Research challenges PBM rebate narrative on rising insulin prices

Data shows that the greatest rates of price increase happened when rebates were at their lowest.

While pharmacy benefit manager (PBM) rebates are frequently blamed by drugmakers for the increasing list prices of long-acting insulin medicines which treat type 1 and type 2 diabetes, new insights from Express Scripts, Evernorth’s PBM, has found that the opposite is true.

A recent analysis of Express Scripts data on historical wholesale acquisition costs (or list prices) of long-acting insulin biologic medications also found that the increased competition of insulin medications, including biosimilars, correlated with lower increases in list prices and greater rebate levels, resulting in lower net prices to health plans. In fact, the highest list price increases occurred during a period when rebates were at extremely low levels.

The greatest price increases occurred when rebates were at their lowest

The analysis also reviewed Sanofi’s disclosure of list prices from 2012 to 2021 for the long-acting insulin biologic Lantus. From 2012 to 2014, list prices increased substantially while during this time the ability of Express Scripts to negotiate rebates was extremely limited (due to a lack of clinically viable alternatives). From 2015 to 2021, PBM rebates increased substantially, while the list prices rose only by a modest amount. These pricing patterns are inconsistent with pharmaceutical industry claims that PBM rebates drive higher list prices.



Click here to view a larger version of this graph. Source: The Sanofi 2023 Pricing Principles Report, corroborated by Express Scripts data.

During a period where limited rebates were available (from 2012 to 2015), Lantus prices nearly doubled, with an increase of approximately 96%.

In comparison, once Express Scripts was able to obtain greater rebates due to increased competition in the insulin category (from 2015 to 2021), Lantus prices increased more slowly – roughly 23% during this period.

Competition helps keep prices in check

Lantus’ rapidly increasing price trend started to slow when new long-acting insulin products, including biosimilars, entered the marketplace. While the list prices of Lantus continued to increase – albeit at a slower rate – net prices after PBM rebates actually declined.



Click here to view a larger version of this graph. Source: Express Scripts data.



Click here to view a larger version of this graph. Source: Sanofi 2023 Pricing Principles Report.

Driving lower net cost for long-acting insulin treatment options

Competition among drug manufacturers is vital for lowering the costs of all medications, including insulin. Express Scripts fosters competition by adding clinically viable alternatives to its formularies, including biosimilars that have competitive net costs, which help drive long-term cost savings for their clients and members. 

Express Scripts focuses on clinical effectiveness and safety – not cost – as the foremost consideration when developing a standard formulary. When two products are equally effective and safe, ESI encourages competition between manufacturers to help drive lower net costs for medications.

A continuing commitment to affordability

In addition to working to lower net costs for clients, Express Scripts helps patients enrolled in its clients’ benefit plans manage their out-of-pocket costs. When it launched the Patient Assurance Program, Express Scripts became the first PBM to implement a cap on out-of-pocket costs for insulin medications, ensuring that eligible patients in participating plans would pay a maximum of $25 for a 34-day supply, or $75 for up to a 90-day supply. These discounts are conveniently integrated into the patient’s benefit plan, without the need of having to obtain and apply coupons at the pharmacy counter. The program launched in 2020, well before government mandates and similar actions by manufacturers. Since then, the program has resulted in more than $200 million in total patient savings.

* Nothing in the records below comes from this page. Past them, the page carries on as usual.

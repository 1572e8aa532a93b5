//! Input side of the batch pipeline: lines in, work items out.

use std::path::Path;

use anyhow::Context;
use tokio::fs::File;
use tokio::io::{AsyncBufReadExt, BufReader};
use tokio::sync::mpsc;
use tracing::debug;

/// One input line.
#[derive(Debug, Clone, PartialEq, Eq)]
pub struct Element {
    /// Position among the non-blank input lines, from 0.
    pub sequence_index: u64,
    pub instance_id: String,
    pub line: String,
}

/// What a worker sends in one call: a single line, or a mini-batch of lines
/// under one call-level correlation id.
#[derive(Debug, Clone, PartialEq, Eq)]
pub struct WorkItem {
    pub correlation_id: String,
    pub elements: Vec<Element>,
}

impl WorkItem {
    fn new(elements: Vec<Element>) -> Self {
        let correlation_id = match elements.as_slice() {
            [single] => single.instance_id.clone(),
            _ => uuid::Uuid::new_v4().to_string(),
        };
        Self {
            correlation_id,
            elements,
        }
    }
}

/// Streams `path` into `tx`, `batch_size` lines per item. Returns the number
/// of lines read. The queue closes when this returns and `tx` drops.
///
/// # Errors
///
/// Fails when the file cannot be read or every worker has gone away.
pub async fn read_items(
    path: &Path,
    batch_size: usize,
    tx: mpsc::Sender<WorkItem>,
) -> anyhow::Result<u64> {
    let file = File::open(path)
        .await
        .with_context(|| format!("opening input {}", path.display()))?;
    let mut lines = BufReader::new(file).lines();
    let batch_size = batch_size.max(1);

    let mut sequence_index = 0u64;
    let mut pending = Vec::with_capacity(batch_size);
    while let Some(line) = lines.next_line().await.context("reading input")? {
        let line = line.trim();
        if line.is_empty() {
            continue;
        }
        pending.push(Element {
            sequence_index,
            instance_id: uuid::Uuid::new_v4().to_string(),
            line: line.to_string(),
        });
        sequence_index += 1;

        if pending.len() == batch_size {
            let item = WorkItem::new(std::mem::replace(
                &mut pending,
                Vec::with_capacity(batch_size),
            ));
            tx.send(item)
                .await
                .map_err(|_| anyhow::anyhow!("work queue closed before input was exhausted"))?;
        }
    }
    if !pending.is_empty() {
        tx.send(WorkItem::new(pending))
            .await
            .map_err(|_| anyhow::anyhow!("work queue closed before input was exhausted"))?;
    }

    debug!(lines = sequence_index, "input exhausted");
    Ok(sequence_index)
}

#[cfg(test)]
mod tests {
    use std::io::Write;

    use super::*;

    fn input(contents: &str) -> tempfile::NamedTempFile {
        let mut file = tempfile::NamedTempFile::new().unwrap();
        file.write_all(contents.as_bytes()).unwrap();
        file
    }

    async fn collect(path: &Path, batch_size: usize) -> (u64, Vec<WorkItem>) {
        let (tx, mut rx) = mpsc::channel(4);
        let reader = tokio::spawn({
            let path = path.to_path_buf();
            async move { read_items(&path, batch_size, tx).await }
        });
        let mut items = Vec::new();
        while let Some(item) = rx.recv().await {
            items.push(item);
        }
        (reader.await.unwrap().unwrap(), items)
    }

    #[tokio::test]
    async fn skips_blank_lines_and_numbers_the_rest() {
        let file = input("[1,2]\n\n   \n[3,4]\n[5,6]\n");
        let (count, items) = collect(file.path(), 1).await;
        assert_eq!(count, 3);
        assert_eq!(items.len(), 3);
        let indices: Vec<u64> = items.iter().map(|i| i.elements[0].sequence_index).collect();
        assert_eq!(indices, vec![0, 1, 2]);
        assert_eq!(items[1].elements[0].line, "[3,4]");
        for item in &items {
            assert_eq!(item.correlation_id, item.elements[0].instance_id);
        }
    }

    #[tokio::test]
    async fn groups_into_mini_batches_with_a_short_tail() {
        let file = input("[1]\n[2]\n[3]\n[4]\n[5]\n");
        let (count, items) = collect(file.path(), 2).await;
        assert_eq!(count, 5);
        let sizes: Vec<usize> = items.iter().map(|i| i.elements.len()).collect();
        assert_eq!(sizes, vec![2, 2, 1]);
        assert_ne!(items[0].correlation_id, items[0].elements[0].instance_id);
        assert_eq!(items[2].elements[0].sequence_index, 4);
    }

    #[tokio::test]
    async fn missing_file_is_an_error() {
        let (tx, _rx) = mpsc::channel(1);
        let err = read_items(Path::new("/nonexistent/input.txt"), 1, tx)
            .await
            .unwrap_err();
        assert!(err.to_string().contains("opening input"));
    }
}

Today nearly two-thirds of Express Scripts members pay $35 or less for their insulin at the pharmacy counter, either through the Patient Assurance Program, their benefit design, or both. 

“Express Scripts’ Patient Assurance Program was the result of collaborative negotiations with insulin manufacturers, and it has significantly improved adherence to these medications and clinical outcomes,” said Harold Carter, Chief Pharma Trade Relations Officer at Express Scripts. “Today and going forward, Express Scripts continues to advocate for our clients and their members, whether by adding biosimilars to our formularies, continuing to drive to lower competitive costs, and by taking other appropriate steps to make medications more affordable.”